UNLABELLED: Long-term effects of risedronate on bone mineral maturity/crystallinity and collagen cross-link ratio in triple iliac crest biopsies of osteoporotic women were evaluated. In this double-blinded study, 3- and 5-year treatment with risedronate arrested the tissue aging encountered in untreated osteoporosis and in osteoporosis treated with other antiresorptives. This effect may be contributing to risedronate's antifracture efficacy.
INTRODUCTION: Risedronate is widely used in the treatment of osteoporosis. It reduces bone turnover, increases BMD, and decreases fracture risk.
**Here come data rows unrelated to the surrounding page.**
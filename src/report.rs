use crate::config::SchedulerConfig;
use crate::course::Course;
use crate::error::SchedulerResult;
use crate::graph::ConflictGraph;
use crate::schedule::{ExamPeriod, ExamSchedule};
use petgraph::dot::{Config, Dot};
use petgraph::graph::UnGraph;
use serde::{Deserialize, Serialize};
use std::collections::HashMap;
use std::fmt::Write as _;
use std::io::Write;

#[derive(Debug, Clone, PartialEq, Eq, Serialize, Deserialize)]
pub struct ScheduleReport {
    pub courses: Vec<Course>,
    pub conflicts: Vec<(Course, Course)>,
    pub period_count: usize,
    pub periods: Vec<ExamPeriod>,
}

impl ScheduleReport {
    pub fn from_schedule(schedule: &ExamSchedule) -> Self {
        let graph = schedule.graph();
        Self {
            courses: graph.courses().to_vec(),
            conflicts: graph
                .edges()
                .into_iter()
                .map(|(a, b)| (a.clone(), b.clone()))
                .collect(),
            period_count: schedule.period_count(),
            periods: schedule.periods(),
        }
    }
}

#[derive(Serialize)]
struct PeriodCsvRecord<'a> {
    period: usize,
    course: &'a str,
}

pub fn render_text(schedule: &ExamSchedule) -> String {
    let mut out = String::from("Final Exam Schedule:\n");
    for period in schedule.periods() {
        let names: Vec<&str> = period.courses.iter().map(Course::as_str).collect();
        let _ = writeln!(out, "Final Exam Period {} -> {}", period.number, names.join(", "));
    }
    out
}

/// Tab-separated 0/1 table with course names as row and column headers.
pub fn render_adjacency_matrix(graph: &ConflictGraph) -> String {
    let mut out = String::from("Adjacency Matrix:\n");
    for course in graph.courses() {
        out.push('\t');
        out.push_str(course.as_str());
    }
    out.push('\n');
    for (course, row) in graph.courses().iter().zip(graph.adjacency_matrix()) {
        out.push_str(course.as_str());
        for cell in row {
            let _ = write!(out, "\t{cell}");
        }
        out.push('\n');
    }
    out
}

pub fn write_json<W: Write>(schedule: &ExamSchedule, writer: W) -> SchedulerResult<()> {
    serde_json::to_writer_pretty(writer, &ScheduleReport::from_schedule(schedule))?;
    Ok(())
}

/// One `period,course` row per course, periods numbered from 1.
pub fn write_csv<W: Write>(schedule: &ExamSchedule, writer: W) -> SchedulerResult<()> {
    let mut wtr = csv::Writer::from_writer(writer);
    for period in schedule.periods() {
        for course in &period.courses {
            wtr.serialize(PeriodCsvRecord {
                period: period.number,
                course: course.as_str(),
            })?;
        }
    }
    wtr.flush()?;
    Ok(())
}

/// Graphviz rendering of the conflict graph, each course filled with its period color.
pub fn to_dot(schedule: &ExamSchedule, config: &SchedulerConfig) -> String {
    let conflicts = schedule.graph();
    let mut graph: UnGraph<String, &str> = UnGraph::default();
    let mut fills = Vec::with_capacity(conflicts.course_count());
    let mut nodes = HashMap::with_capacity(conflicts.course_count());
    for (course, period) in schedule.coloring().iter() {
        fills.push(config.color_for_period(period).to_string());
        let node = graph.add_node(format!("{course} (period {})", period + 1));
        nodes.insert(course.as_str(), node);
    }
    for (a, b) in conflicts.edges() {
        if let (Some(&u), Some(&v)) = (nodes.get(a.as_str()), nodes.get(b.as_str())) {
            graph.add_edge(u, v, "");
        }
    }

    format!(
        "{}",
        Dot::with_attr_getters(
            &graph,
            &[Config::EdgeNoLabel],
            &|_, _| String::new(),
            &|_, (idx, _)| format!(
                "style=filled fillcolor=\"{}\"",
                fills[idx.index()].to_lowercase()
            ),
        )
    )
}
To date, there are no data available on the long-term effects of risedronate on bone material properties in humans.
MATERIALS AND METHODS: Osteoporotic women enrolled in the VERT-NA trial received either risedronate (5 mg/day, orally) or placebo for up to 5 years. All subjects received calcium. They also received vitamin D supplementation if deficient at baseline. Triple iliac crest biopsies were collected from a subset of these subjects at baseline, 3 years, and 5 years. Mineral maturity/crystallinity and collagen cross-link ratio was measured in these biopsies using Fourier transform infrared imaging.
RESULTS: Patients that received placebo exhibited increased mineral maturity/crystallinity and collagen cross-link ratio after 3 and 5 years compared with baseline values. On the contrary, patients that received risedronate retained baseline values in both bone material indices throughout. A more spatially detailed analysis revealed that this was achieved mainly through beneficial effects on active bone-forming areas. Surprisingly, patients that received risedronate achieved premenopausal values at bone-forming areas in both indices after 5 years of treatment.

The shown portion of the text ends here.